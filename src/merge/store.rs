use async_trait::async_trait;
use thiserror::Error;
use uuid::Uuid;

use crate::models::{MergeLog, NewMergeLog, PatientIdentity, PatientState};

#[derive(Debug, Error)]
pub enum StoreError {
    #[error("db error: {0}")]
    Database(#[from] sqlx::Error),

    #[error("store unavailable: {0}")]
    Unavailable(String),
}

/// A table that carries a foreign key to `patient`.
#[derive(Debug, Clone, Copy, PartialEq, Eq, Hash, PartialOrd, Ord)]
pub enum RelatedEntity {
    Appointment,
    Encounter,
    Sale,
    StockRecord,
    MediaAttachment,
    PhoneNumber,
    Task,
}

/// Every related-entity type the executor reassigns. New patient-owned tables
/// are added here and nowhere else.
pub const RELATED_ENTITIES: [RelatedEntity; 7] = [
    RelatedEntity::Appointment,
    RelatedEntity::Encounter,
    RelatedEntity::Sale,
    RelatedEntity::StockRecord,
    RelatedEntity::MediaAttachment,
    RelatedEntity::PhoneNumber,
    RelatedEntity::Task,
];

impl RelatedEntity {
    pub fn table(self) -> &'static str {
        match self {
            RelatedEntity::Appointment => "appointment",
            RelatedEntity::Encounter => "clinical_encounter",
            RelatedEntity::Sale => "sale",
            RelatedEntity::StockRecord => "stock_record",
            RelatedEntity::MediaAttachment => "media_attachment",
            RelatedEntity::PhoneNumber => "phone_number",
            RelatedEntity::Task => "task",
        }
    }

    pub fn patient_column(self) -> &'static str {
        "patient_id"
    }

    /// Key used in the merge log relationship snapshot.
    pub fn snapshot_key(self) -> &'static str {
        match self {
            RelatedEntity::Appointment => "appointments",
            RelatedEntity::Encounter => "encounters",
            RelatedEntity::Sale => "sales",
            RelatedEntity::StockRecord => "stock_records",
            RelatedEntity::MediaAttachment => "media_attachments",
            RelatedEntity::PhoneNumber => "phone_numbers",
            RelatedEntity::Task => "tasks",
        }
    }
}

/// Point reads of patient merge state. Implemented by the store (outside any
/// transaction) and by an open [`MergeTx`] (inside one).
#[async_trait]
pub trait PatientLookup: Send {
    async fn patient_state(&mut self, patient_id: Uuid) -> Result<Option<PatientState>, StoreError>;
}

#[async_trait]
pub trait PatientStore: Send + Sync {
    /// Identity fields of every unmerged patient, whatever its DCMS status.
    async fn active_identities(&self) -> Result<Vec<PatientIdentity>, StoreError>;

    async fn patient_state(&self, patient_id: Uuid) -> Result<Option<PatientState>, StoreError>;

    /// Opens a transaction. Dropping the returned value without calling
    /// [`MergeTx::commit`] rolls it back.
    async fn begin(&self) -> Result<Box<dyn MergeTx>, StoreError>;

    /// Newest first. With `patient_id`, only logs where it was source or target.
    async fn list_merge_logs(
        &self,
        patient_id: Option<Uuid>,
        limit: i64,
    ) -> Result<Vec<MergeLog>, StoreError>;

    async fn get_merge_log(&self, merge_log_id: Uuid) -> Result<Option<MergeLog>, StoreError>;
}

#[async_trait]
pub trait MergeTx: PatientLookup {
    /// Exclusively locks the given patient rows for the rest of the
    /// transaction and returns whichever of them exist.
    async fn lock_patients(&mut self, patient_ids: &[Uuid]) -> Result<Vec<PatientState>, StoreError>;

    async fn count_references(
        &mut self,
        entity: RelatedEntity,
        patient_id: Uuid,
    ) -> Result<u64, StoreError>;

    /// Points every `entity` row of `from` at `to`, returning the moved count.
    async fn reassign(
        &mut self,
        entity: RelatedEntity,
        from: Uuid,
        to: Uuid,
    ) -> Result<u64, StoreError>;

    /// Clears the primary flag on `source_id`'s phone numbers when
    /// `target_id` already has a primary one. Returns the rows changed.
    async fn demote_source_primary_phone(
        &mut self,
        source_id: Uuid,
        target_id: Uuid,
    ) -> Result<u64, StoreError>;

    async fn mark_merged(&mut self, source_id: Uuid, target_id: Uuid) -> Result<(), StoreError>;

    async fn insert_merge_log(&mut self, log: &NewMergeLog) -> Result<MergeLog, StoreError>;

    async fn commit(self: Box<Self>) -> Result<(), StoreError>;
}

/// Adapts a shared store to [`PatientLookup`] for advisory reads.
pub struct StoreLookup<'a>(pub &'a dyn PatientStore);

#[async_trait]
impl PatientLookup for StoreLookup<'_> {
    async fn patient_state(&mut self, patient_id: Uuid) -> Result<Option<PatientState>, StoreError> {
        self.0.patient_state(patient_id).await
    }
}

++++++++++++++++++++

Every entry above needs to be copied exactly.

TASK RESULT:
filename src/merge/store.rs
use async_trait::async_trait;
use thiserror::Error;
use uuid::Uuid;

use crate::models::{MergeLog, NewMergeLog, PatientIdentity, PatientState};

#[derive(Debug, Error)]
pub enum StoreError {
    #[error("db error: {0}")]
    Database(#[from] sqlx::Error),

    #[error("store unavailable: {0}")]
    Unavailable(String),
}

/// A table that carries a foreign key to `patient`.
#[derive(Debug, Clone, Copy, PartialEq, Eq, Hash, PartialOrd, Ord)]
pub enum RelatedEntity {
    Appointment,
    Encounter,
    Sale,
    StockRecord,
    MediaAttachment,
    PhoneNumber,
    Task,
}

/// Every related-entity type the executor reassigns. New patient-owned tables
/// are added here and nowhere else.
pub const RELATED_ENTITIES: [RelatedEntity; 7] = [
    RelatedEntity::Appointment,
    RelatedEntity::Encounter,
    RelatedEntity::Sale,
    RelatedEntity::StockRecord,
    RelatedEntity::MediaAttachment,
    RelatedEntity::PhoneNumber,
    RelatedEntity::Task,
];

impl RelatedEntity {
    pub fn table(self) -> &'static str {
        match self {
            RelatedEntity::Appointment => "appointment",
            RelatedEntity::Encounter => "clinical_encounter",
            RelatedEntity::Sale => "sale",
            RelatedEntity::StockRecord => "stock_record",
            RelatedEntity::MediaAttachment => "media_attachment",
            RelatedEntity::PhoneNumber => "phone_number",
            RelatedEntity::Task => "task",
        }
    }

    pub fn patient_column(self) -> &'static str {
        "patient_id"
    }

    /// Key used in the merge log relationship snapshot.
    pub fn snapshot_key(self) -> &'static str {
        match self {
            RelatedEntity::Appointment => "appointments",
            RelatedEntity::Encounter => "encounters",
            RelatedEntity::Sale => "sales",
            RelatedEntity::StockRecord => "stock_records",
            RelatedEntity::MediaAttachment => "media_attachments",
            RelatedEntity::PhoneNumber => "phone_numbers",
            RelatedEntity::Task => "tasks",
        }
    }
}

/// Point reads of patient merge state. Implemented by the store (outside any
/// transaction) and by an open [`MergeTx`] (inside one).
#[async_trait]
pub trait PatientLookup: Send {
    async fn patient_state(&mut self, patient_id: Uuid) -> Result<Option<PatientState>, StoreError>;
}

#[async_trait]
pub trait PatientStore: Send + Sync {
    /// Identity fields of every unmerged patient, whatever its DCMS status.
    async fn active_identities(&self) -> Result<Vec<PatientIdentity>, StoreError>;

    async fn patient_state(&self, patient_id: Uuid) -> Result<Option<PatientState>, StoreError>;

    /// Opens a transaction. Dropping the returned value without calling
    /// [`MergeTx::commit`] rolls it back.
    async fn begin(&self) -> Result<Box<dyn MergeTx>, StoreError>;

    /// Newest first. With `patient_id`, only logs where it was source or target.
    async fn list_merge_logs(
        &self,
        patient_id: Option<Uuid>,
        limit: i64,
    ) -> Result<Vec<MergeLog>, StoreError>;

    async fn get_merge_log(&self, merge_log_id: Uuid) -> Result<Option<MergeLog>, StoreError>;
}

#[async_trait]
pub trait MergeTx: PatientLookup {
    /// Exclusively locks the given patient rows for the rest of the
    /// transaction and returns whichever of them exist.
    async fn lock_patients(&mut self, patient_ids: &[Uuid]) -> Result<Vec<PatientState>, StoreError>;

    async fn count_references(
        &mut self,
        entity: RelatedEntity,
        patient_id: Uuid,
    ) -> Result<u64, StoreError>;

    /// Points every `entity` row of `from` at `to`, returning the moved count.
    async fn reassign(
        &mut self,
        entity: RelatedEntity,
        from: Uuid,
        to: Uuid,
    ) -> Result<u64, StoreError>;

    /// Clears the primary flag on `source_id`'s phone numbers when
    /// `target_id` already has a primary one. Returns the rows changed.
    async fn demote_source_primary_phone(
        &mut self,
        source_id: Uuid,
        target_id: Uuid,
    ) -> Result<u64, StoreError>;

    async fn mark_merged(&mut self, source_id: Uuid, target_id: Uuid) -> Result<(), StoreError>;

    async fn insert_merge_log(&mut self, log: &NewMergeLog) -> Result<MergeLog, StoreError>;

    async fn commit(self: Box<Self>) -> Result<(), StoreError>;
}

/// Adapts a shared store to [`PatientLookup`] for advisory reads.
pub struct StoreLookup<'a>(pub &'a dyn PatientStore);

#[async_trait]
impl PatientLookup for StoreLookup<'_> {
    async fn patient_state(&mut self, patient_id: Uuid) -> Result<Option<PatientState>, StoreError> {
        self.0.patient_state(patient_id).await
    }
}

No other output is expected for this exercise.